Currently, there is no single haemostasis laboratory test that has the capacity to accurately illustrate the clinical effects of procoagulant or
anticoagulant interventions. Although the time course of
thrombin generation in plasma and the endogenous
thrombin potential (ETP) may be useful coagulation parameters, clotting involves components other than
thrombin (e.g. platelets,
fibrinogen). The continuous coagulation profiles of thrombelastography may provide a more accurate reflection of in vivo biology, covering initiation, development and final clot strength during whole
blood clot formation. This method has helped to clarify the mechanism of action of whole
blood clot formation, demonstrating the differences from clotting in plasma, and the importance of platelets and
tissue factor titrations.

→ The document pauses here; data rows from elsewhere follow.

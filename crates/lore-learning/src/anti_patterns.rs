//! Structural quality issues across the whole collection.

use std::collections::HashMap;

use lore_core::config::AnalysisConfig;
use lore_core::models::{AntiPattern, AntiPatternKind, Severity};
use lore_core::record::{are_related, KnowledgeKind, KnowledgeRecord};
use tracing::{debug, instrument};

/// Characters of trimmed, lower-cased content compared for duplication.
const DUPLICATE_PREFIX_CHARS: usize = 100;

/// Sample size for the broad anti-patterns.
const AFFECTED_SAMPLE: usize = 10;

/// Run every anti-pattern check. Output order is duplication, low quality,
/// organization, incomplete; checks that do not fire are omitted.
#[instrument(skip_all, fields(records = records.len()))]
pub fn detect_anti_patterns(records: &[KnowledgeRecord], config: &AnalysisConfig) -> Vec<AntiPattern> {
    if records.is_empty() {
        return Vec::new();
    }

    let found: Vec<AntiPattern> = [
        duplication(records),
        low_quality(records, config),
        organization(records, config),
        incomplete(records, config),
    ]
    .into_iter()
    .flatten()
    .collect();

    debug!(anti_patterns = found.len(), "anti-pattern scan complete");
    found
}

fn duplication(records: &[KnowledgeRecord]) -> Option<AntiPattern> {
    let mut index: HashMap<String, usize> = HashMap::new();
    let mut groups: Vec<Vec<&str>> = Vec::new();
    for r in records {
        let key: String = r
            .content
            .trim()
            .to_lowercase()
            .chars()
            .take(DUPLICATE_PREFIX_CHARS)
            .collect();
        let slot = *index.entry(key).or_insert_with(|| {
            groups.push(Vec::new());
            groups.len() - 1
        });
        groups[slot].push(r.id.as_str());
    }

    let duplicates: Vec<Vec<&str>> = groups.into_iter().filter(|g| g.len() > 1).collect();
    if duplicates.is_empty() {
        return None;
    }
    Some(AntiPattern {
        kind: AntiPatternKind::Duplication,
        severity: Severity::Medium,
        title: "Duplicate entries detected".into(),
        description: format!("Found {} groups of similar entries", duplicates.len()),
        recommendation: "Consolidate duplicate entries to maintain a clean knowledge base".into(),
        affected_ids: duplicates.into_iter().flatten().map(String::from).collect(),
    })
}

fn low_quality(records: &[KnowledgeRecord], config: &AnalysisConfig) -> Option<AntiPattern> {
    let low: Vec<&KnowledgeRecord> = records
        .iter()
        .filter(|r| r.confidence.value() < config.low_quality_confidence)
        .collect();
    if !exceeds(low.len(), records.len(), config.low_quality_ratio) {
        return None;
    }
    Some(AntiPattern {
        kind: AntiPatternKind::LowQuality,
        severity: Severity::High,
        title: "Excessive low-confidence entries".into(),
        description: format!(
            "{} entries have confidence < {:.0}%",
            low.len(),
            config.low_quality_confidence * 100.0
        ),
        recommendation: "Review and improve or remove low-confidence knowledge".into(),
        affected_ids: low.iter().map(|r| r.id.clone()).collect(),
    })
}

fn organization(records: &[KnowledgeRecord], config: &AnalysisConfig) -> Option<AntiPattern> {
    let untagged: Vec<&KnowledgeRecord> = records.iter().filter(|r| r.is_untagged()).collect();
    if !exceeds(untagged.len(), records.len(), config.untagged_ratio) {
        return None;
    }
    Some(AntiPattern {
        kind: AntiPatternKind::Organization,
        severity: Severity::Low,
        title: "Many untagged entries".into(),
        description: format!("{} entries have no tags", untagged.len()),
        recommendation: "Add tags to improve searchability and organization".into(),
        affected_ids: untagged
            .iter()
            .take(AFFECTED_SAMPLE)
            .map(|r| r.id.clone())
            .collect(),
    })
}

fn incomplete(records: &[KnowledgeRecord], config: &AnalysisConfig) -> Option<AntiPattern> {
    let errors: Vec<&KnowledgeRecord> = records
        .iter()
        .filter(|r| r.kind == KnowledgeKind::Error)
        .collect();
    if errors.is_empty() {
        return None;
    }
    let solutions: Vec<&KnowledgeRecord> = records
        .iter()
        .filter(|r| r.kind == KnowledgeKind::Solution)
        .collect();

    let unsolved: Vec<&KnowledgeRecord> = errors
        .iter()
        .copied()
        .filter(|e| !solutions.iter().any(|s| are_related(e, s)))
        .collect();
    if !exceeds(unsolved.len(), errors.len(), config.unresolved_error_ratio) {
        return None;
    }
    Some(AntiPattern {
        kind: AntiPatternKind::Incomplete,
        severity: Severity::Medium,
        title: "Errors without solutions".into(),
        description: format!("{} errors have no linked solution", unsolved.len()),
        recommendation: "Link solutions to errors or document that they are unresolved".into(),
        affected_ids: unsolved
            .iter()
            .take(AFFECTED_SAMPLE)
            .map(|r| r.id.clone())
            .collect(),
    })
}

/// Strictly more than `ratio` of `total`.
fn exceeds(count: usize, total: usize, ratio: f64) -> bool {
    count as f64 > total as f64 * ratio
}

#[cfg(test)]
mod tests {
    use super::*;

    fn rec(id: &str, kind: KnowledgeKind, content: &str) -> KnowledgeRecord {
        KnowledgeRecord::new(kind, content)
            .with_id(id)
            .with_confidence(0.9)
            .with_tags(["t"])
    }

    fn kinds(found: &[AntiPattern]) -> Vec<AntiPatternKind> {
        found.iter().map(|a| a.kind).collect()
    }

    #[test]
    fn clean_collection_has_no_anti_patterns() {
        let records = vec![
            rec("e", KnowledgeKind::Error, "disk full").with_related(["s"]),
            rec("s", KnowledgeKind::Solution, "rotate logs"),
        ];
        assert!(detect_anti_patterns(&records, &AnalysisConfig::default()).is_empty());
    }

    #[test]
    fn duplicates_ignore_case_and_whitespace() {
        let records = vec![
            rec("a", KnowledgeKind::Pattern, "  Use builders "),
            rec("b", KnowledgeKind::Pattern, "use BUILDERS"),
            rec("c", KnowledgeKind::Pattern, "something else"),
        ];
        let found = detect_anti_patterns(&records, &AnalysisConfig::default());
        assert_eq!(kinds(&found), vec![AntiPatternKind::Duplication]);
        assert_eq!(found[0].affected_ids, vec!["a", "b"]);
        assert_eq!(found[0].description, "Found 1 groups of similar entries");
    }

    #[test]
    fn low_quality_needs_more_than_a_fifth() {
        let mut records: Vec<KnowledgeRecord> = (0..5)
            .map(|i| rec(&format!("r{i}"), KnowledgeKind::Insight, &format!("insight {i}")))
            .collect();
        records[0] = records[0].clone().with_confidence(0.2);
        // Exactly 20%: not flagged.
        assert!(detect_anti_patterns(&records, &AnalysisConfig::default()).is_empty());

        records[1] = records[1].clone().with_confidence(0.3);
        let found = detect_anti_patterns(&records, &AnalysisConfig::default());
        assert_eq!(kinds(&found), vec![AntiPatternKind::LowQuality]);
        assert_eq!(found[0].severity, Severity::High);
        assert_eq!(found[0].affected_ids, vec!["r0", "r1"]);
    }

    #[test]
    fn untagged_sample_is_capped() {
        let records: Vec<KnowledgeRecord> = (0..15)
            .map(|i| {
                KnowledgeRecord::new(KnowledgeKind::Decision, format!("decision {i}"))
                    .with_id(format!("d{i:02}"))
            })
            .collect();
        let found = detect_anti_patterns(&records, &AnalysisConfig::default());
        assert_eq!(kinds(&found), vec![AntiPatternKind::Organization]);
        assert_eq!(found[0].affected_ids.len(), 10);
        assert_eq!(found[0].description, "15 entries have no tags");
    }

    #[test]
    fn link_in_either_direction_resolves_an_error() {
        let records = vec![
            rec("e1", KnowledgeKind::Error, "oom in worker"),
            rec("e2", KnowledgeKind::Error, "null pointer"),
            rec("s1", KnowledgeKind::Solution, "raise memory limit").with_related(["e1"]),
        ];
        // One of two errors unsolved is exactly half: not flagged.
        assert!(detect_anti_patterns(&records, &AnalysisConfig::default()).is_empty());

        let records = vec![
            rec("e1", KnowledgeKind::Error, "oom in worker"),
            rec("e2", KnowledgeKind::Error, "null pointer"),
            rec("s1", KnowledgeKind::Solution, "raise memory limit"),
        ];
        let found = detect_anti_patterns(&records, &AnalysisConfig::default());
        assert_eq!(kinds(&found), vec![AntiPatternKind::Incomplete]);
        assert_eq!(found[0].affected_ids, vec!["e1", "e2"]);
    }

    #[test]
    fn empty_collection() {
        assert!(detect_anti_patterns(&[], &AnalysisConfig::default()).is_empty());
    }
}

It has also been used to investigate hypocoagulation (in
haemophilia A, rare coagulation disorders,
anticoagulant therapy and dilutional coagulopathy), hypercoagulation and the ex vivo testing of haemostatic interventions. Thrombelastography has been shown to reflect the clinical efficacy of activated
prothrombin complex concentrate (aPCC) and recombinant
activated factor VII (
rFVIIa) in patients with
haemophilia A with inhibitors and in patients with acquired
haemophilia. Overall, tailoring laboratory assays to illustrate and correlate with clinical phenotypes is essential for effective coagulation monitoring. Applying an algorithm of preoperative, perioperative and postoperative tests, including thrombelastography, may enable physicians to achieve this.